* **What is needed**: In the entries below, find the line with "let step = form.steps.ids().next().unwrap();" and print exactly every line from there up to and including the line with "use crate::forms::JobPostingForm;", with no other lines.

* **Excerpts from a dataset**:
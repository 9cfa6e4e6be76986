use serde_json::{json, Value};

use super::*;
use crate::forms::{
    ArticleForm, BreadcrumbForm, BreadcrumbItem, FaqForm, FaqItem, HowToForm, HowToStep,
    RecipeForm, RecipeReview, VideoForm, WebsiteForm,
};

fn keys(value: &Value) -> Vec<&str> {
    value
        .as_object()
        .map(|o| o.keys().map(String::as_str).collect())
        .unwrap_or_default()
}

fn breadcrumb(items: &[(&str, &str)]) -> BreadcrumbForm {
    let mut form = BreadcrumbForm::default();
    let ids: Vec<_> = form.items.ids().collect();
    for id in ids {
        form.items.remove(id);
    }
    // the floor keeps one blank row
    let first = form.items.ids().next().unwrap();
    for (i, (name, url)) in items.iter().enumerate() {
        let item = BreadcrumbItem {
            name: name.to_string(),
            url: url.to_string(),
        };
        if i == 0 {
            *form.items.get_mut(first).unwrap() = item;
        } else {
            form.items.push(item);
        }
    }
    form
}

// ============================================================================
// Article
// ============================================================================

#[test]
fn test_article_defaults_and_order() {
    let schema = map_article(&ArticleForm::default());
    assert_eq!(
        keys(&schema),
        vec![
            "@context",
            "@type",
            "headline",
            "image",
            "author",
            "publisher",
            "datePublished"
        ]
    );
    assert_eq!(schema["@context"], "https://schema.org");
    assert_eq!(schema["@type"], "Article");
    // the single image row is emitted even when blank
    assert_eq!(schema["image"], "");
    assert_eq!(schema["publisher"]["logo"]["@type"], "ImageObject");
}

#[test]
fn test_article_images_and_type() {
    let mut form = ArticleForm {
        article_type: "BlogPosting".to_string(),
        headline: " Hello ".to_string(),
        author_type: "Person".to_string(),
        author_name: "Ada".to_string(),
        ..ArticleForm::default()
    };
    let first = form.images.ids().next().unwrap();
    *form.images.get_mut(first).unwrap() = "https://a.example/1.png".to_string();
    form.images.push("https://a.example/2.png".to_string());

    let schema = map_article(&form);
    assert_eq!(schema["@type"], "BlogPosting");
    assert_eq!(schema["headline"], "Hello");
    assert_eq!(
        schema["image"],
        json!(["https://a.example/1.png", "https://a.example/2.png"])
    );
    assert_eq!(schema["author"], json!({ "@type": "Person", "name": "Ada" }));
}

// ============================================================================
// Breadcrumb
// ============================================================================

#[test]
fn test_breadcrumb_two_items() {
    let form = breadcrumb(&[("Home", "/"), ("Shop", "/shop")]);
    let schema = map_breadcrumb(&form);
    assert_eq!(schema["@context"], "https://schema.org/");
    assert_eq!(
        schema["itemListElement"],
        json!([
            { "@type": "ListItem", "position": 1, "name": "Home", "item": "/" },
            { "@type": "ListItem", "position": 2, "name": "Shop", "item": "/shop" }
        ])
    );
}

#[test]
fn test_breadcrumb_single_item_collapses() {
    let form = breadcrumb(&[("Home", "/")]);
    let schema = map_breadcrumb(&form);
    assert_eq!(schema["itemListElement"]["position"], 1);
}

#[test]
fn test_breadcrumb_keeps_blank_rows() {
    let schema = map_breadcrumb(&BreadcrumbForm::default());
    let items = schema["itemListElement"].as_array().unwrap();
    assert_eq!(items.len(), 2);
    assert_eq!(items[1]["name"], "");
}

// ============================================================================
// FAQ
// ============================================================================

#[test]
fn test_faq_single_pair_is_an_object() {
    let mut form = FaqForm::default();
    form.items.push(FaqItem {
        question: "Do you ship?".to_string(),
        answer: "Yes.".to_string(),
    });
    form.items.add();
    let schema = map_faq(&form);
    assert_eq!(
        schema["mainEntity"],
        json!({
            "@type": "Question",
            "name": "Do you ship?",
            "acceptedAnswer": { "@type": "Answer", "text": "Yes." }
        })
    );
}

#[test]
fn test_faq_without_entries() {
    let schema = map_faq(&FaqForm::default());
    assert_eq!(schema["mainEntity"], json!([]));
}

// ============================================================================
// HowTo
// ============================================================================

#[test]
fn test_howto_total_time_and_omitted_sections() {
    let form = HowToForm {
        name: "Brew tea".to_string(),
        total_time: "30".to_string(),
        cost: "2".to_string(),
        ..HowToForm::default()
    };
    let schema = map_howto(&form);
    assert_eq!(schema["totalTime"], "PT30M");
    assert_eq!(
        keys(&schema),
        vec!["@context", "@type", "name", "description", "totalTime", "step"]
    );
    assert_eq!(schema["step"], json!([]));
}

#[test]
fn test_howto_supplies_tools_and_steps() {
    let mut form = HowToForm {
        cost: "5".to_string(),
        currency: "USD".to_string(),
        ..HowToForm::default()
    };
    form.supplies.push("Tea".to_string());
    form.supplies.push("  ".to_string());
    form.tools.push("Kettle".to_string());
    form.tools.push("Cup".to_string());
    let first = form.steps.ids().next().unwrap();
    form.steps.get_mut(first).unwrap().instruction = "Boil water".to_string();

    let schema = map_howto(&form);
    assert_eq!(
        keys(&schema),
        vec![
            "@context",
            "@type",
            "name",
            "description",
            "totalTime",
            "estimatedCost",
            "supply",
            "tool",
            "step"
        ]
    );
    assert_eq!(
        schema["estimatedCost"],
        json!({ "@type": "MonetaryAmount", "currency": "USD", "value": "5" })
    );
    assert_eq!(schema["supply"], json!({ "@type": "HowToSupply", "name": "Tea" }));
    assert_eq!(schema["tool"].as_array().unwrap().len(), 2);
    // a single step stays in an array
    assert_eq!(
        schema["step"],
        json!([{
            "@type": "HowToStep",
            "text": "Boil water",
            "image": "",
            "name": "",
            "url": ""
        }])
    );
}

// ============================================================================
// Video
// ============================================================================

#[test]
fn test_video_duration_and_thumbnails() {
    let mut form = VideoForm {
        minutes: "3".to_string(),
        ..VideoForm::default()
    };
    let schema = map_video(&form);
    assert_eq!(schema["duration"], "PT3M0S");
    assert_eq!(schema["thumbnailUrl"], "");

    form.thumbnails.push("https://v.example/a.jpg".to_string());
    form.thumbnails.push("https://v.example/b.jpg".to_string());
    let schema = map_video(&form);
    assert_eq!(
        schema["thumbnailUrl"],
        json!(["https://v.example/a.jpg", "https://v.example/b.jpg"])
    );
}

// ============================================================================
// Website
// ============================================================================

#[test]
fn test_website_search_action() {
    let mut form = WebsiteForm {
        name: "Example".to_string(),
        url: "https://example.com".to_string(),
        ..WebsiteForm::default()
    };
    assert!(map_website(&form).get("potentialAction").is_none());

    form.search_url = "https://example.com/search?q=".to_string();
    form.search_suffix = "&src=ld".to_string();
    let schema = map_website(&form);
    assert_eq!(
        schema["potentialAction"],
        json!({
            "@type": "SearchAction",
            "target": "https://example.com/search?q={search_term_string}&src=ld",
            "query-input": "required name=search_term_string"
        })
    );
}

// ============================================================================
// Recipe
// ============================================================================

#[test]
fn test_recipe_placeholders() {
    let schema = map_recipe(&RecipeForm::default(), RecipeRowBinding::Legacy);
    assert_eq!(schema["image"], json!(["", ""]));
    assert_eq!(schema["recipeCategory"], "appetizer");
    assert_eq!(schema["totalTime"], "");
    assert_eq!(schema["recipeIngredient"], json!(["", ""]));
    assert_eq!(
        schema["recipeInstructions"],
        json!([
            { "@type": "HowToStep", "text": "" },
            { "@type": "HowToStep", "text": "" }
        ])
    );
    assert_eq!(schema["review"]["name"], "ggg");
    assert_eq!(
        keys(&schema),
        vec![
            "@context",
            "@type",
            "name",
            "image",
            "description",
            "keywords",
            "author",
            "prepTime",
            "cookTime",
            "totalTime",
            "recipeCategory",
            "nutrition",
            "recipeIngredient",
            "recipeInstructions",
            "review"
        ]
    );
}

fn filled_recipe() -> RecipeForm {
    let mut form = RecipeForm {
        name: "Pho".to_string(),
        prep_time: "20".to_string(),
        cook_time: "180".to_string(),
        ..RecipeForm::default()
    };
    let first = form.ingredients.ids().next().unwrap();
    *form.ingredients.get_mut(first).unwrap() = "Beef bones".to_string();
    form.ingredients.push("Rice noodles".to_string());
    let step = form.steps.ids().next().unwrap();
    *form.steps.get_mut(step).unwrap() = "Simmer the broth".to_string();
    let review = form.reviews.ids().next().unwrap();
    *form.reviews.get_mut(review).unwrap() = RecipeReview {
        name: "Great".to_string(),
        body: "Rich broth".to_string(),
        author: "Lan".to_string(),
    };
    form
}

#[test]
fn test_recipe_legacy_binding_ignores_rows() {
    let schema = map_recipe(&filled_recipe(), RecipeRowBinding::Legacy);
    assert_eq!(schema["totalTime"], "PT200M");
    assert_eq!(schema["recipeIngredient"], json!(["", ""]));
    assert_eq!(schema["review"]["author"]["name"], "Lan");
}

#[test]
fn test_recipe_direct_binding_reads_rows() {
    let schema = map_recipe(&filled_recipe(), RecipeRowBinding::Direct);
    assert_eq!(schema["recipeIngredient"], json!(["Beef bones", "Rice noodles"]));
    assert_eq!(
        schema["recipeInstructions"],
        json!({ "@type": "HowToStep", "text": "Simmer the broth" })
    );
}
use serde_json::{json, Map, Value};

use super::{field, or_default};
use crate::forms::JobPostingForm;

fn hiring_organization(form: &JobPostingForm) -> Value {
    let mut org = Map::new();
    org.insert("@type".into(), json!("Organization"));
    org.insert("name".into(), json!(field(&form.company)));
    let url = field(&form.company_url);
    if !url.is_empty() {
        org.insert("sameAs".into(), json!(url));
    }
    let logo = field(&form.company_logo);
    if !logo.is_empty() {
        org.insert("logo".into(), json!(logo));
    }
    Value::Object(org)
}

/// `None` unless at least one bound is set. A lone minimum is a point value.
fn base_salary(form: &JobPostingForm) -> Option<Value> {
    let min = field(&form.salary_min);
    let max = field(&form.salary_max);
    if min.is_empty() && max.is_empty() {
        return None;
    }

    let mut value = Map::new();
    value.insert("@type".into(), json!("QuantitativeValue"));
    value.insert("unitText".into(), json!(field(&form.salary_period)));
    match (min.is_empty(), max.is_empty()) {
        (false, true) => {
            value.insert("value".into(), json!(min));
        }
        (true, false) => {
            value.insert("maxValue".into(), json!(max));
        }
        _ => {
            value.insert("minValue".into(), json!(min));
            value.insert("maxValue".into(), json!(max));
        }
    }

    Some(json!({
        "@type": "MonetaryAmount",
        "currency": field(&form.currency),
        "value": Value::Object(value),
    }))
}

pub fn map_job_posting(form: &JobPostingForm) -> Value {
    let mut schema = Map::new();
    schema.insert("@context".into(), json!("https://schema.org/"));
    schema.insert("@type".into(), json!("JobPosting"));
    schema.insert("title".into(), json!(field(&form.title)));
    schema.insert("description".into(), json!(field(&form.description)));
    schema.insert("hiringOrganization".into(), hiring_organization(form));
    schema.insert("employmentType".into(), json!(field(&form.employment_type)));
    schema.insert("datePosted".into(), json!(field(&form.date_posted)));
    schema.insert("validThrough".into(), json!(field(&form.valid_through)));

    let identifier = field(&form.identifier);
    if !identifier.is_empty() {
        schema.insert(
            "identifier".into(),
            json!({
                "@type": "PropertyValue",
                "name": field(&form.company),
                "value": identifier,
            }),
        );
    }
    let industry = field(&form.industry);
    if !industry.is_empty() {
        schema.insert("industry".into(), json!(industry));
    }
    let work_hours = field(&form.work_hours);
    if !work_hours.is_empty() {
        schema.insert("workHours".into(), json!(work_hours));
    }

    if form.remote {
        schema.insert("jobLocationType".into(), json!("TELECOMMUTE"));
        schema.insert(
            "applicantLocationRequirements".into(),
            json!({
                "@type": "Country",
                "name": or_default(&form.country, "VN"),
            }),
        );
    } else {
        schema.insert(
            "jobLocation".into(),
            json!({
                "@type": "Place",
                "address": {
                    "@type": "PostalAddress",
                    "streetAddress": field(&form.street),
                    "addressLocality": field(&form.city),
                    "addressRegion": field(&form.region),
                    "postalCode": field(&form.zip),
                    "addressCountry": field(&form.country),
                },
            }),
        );
    }

    if let Some(salary) = base_salary(form) {
        schema.insert("baseSalary".into(), salary);
    }

    Value::Object(schema)
}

* **Solution below**:
    let step = form.steps.ids().next().unwrap();
    *form.steps.get_mut(step).unwrap() = "Simmer the broth".to_string();
    let review = form.reviews.ids().next().unwrap();
    *form.reviews.get_mut(review).unwrap() = RecipeReview {
        name: "Great".to_string(),
        body: "Rich broth".to_string(),
        author: "Lan".to_string(),
    };
    form
}

#[test]
fn test_recipe_legacy_binding_ignores_rows() {
    let schema = map_recipe(&filled_recipe(), RecipeRowBinding::Legacy);
    assert_eq!(schema["totalTime"], "PT200M");
    assert_eq!(schema["recipeIngredient"], json!(["", ""]));
    assert_eq!(schema["review"]["author"]["name"], "Lan");
}

#[test]
fn test_recipe_direct_binding_reads_rows() {
    let schema = map_recipe(&filled_recipe(), RecipeRowBinding::Direct);
    assert_eq!(schema["recipeIngredient"], json!(["Beef bones", "Rice noodles"]));
    assert_eq!(
        schema["recipeInstructions"],
        json!({ "@type": "HowToStep", "text": "Simmer the broth" })
    );
}
use serde_json::{json, Map, Value};

use super::{field, or_default};
use crate::forms::JobPostingForm;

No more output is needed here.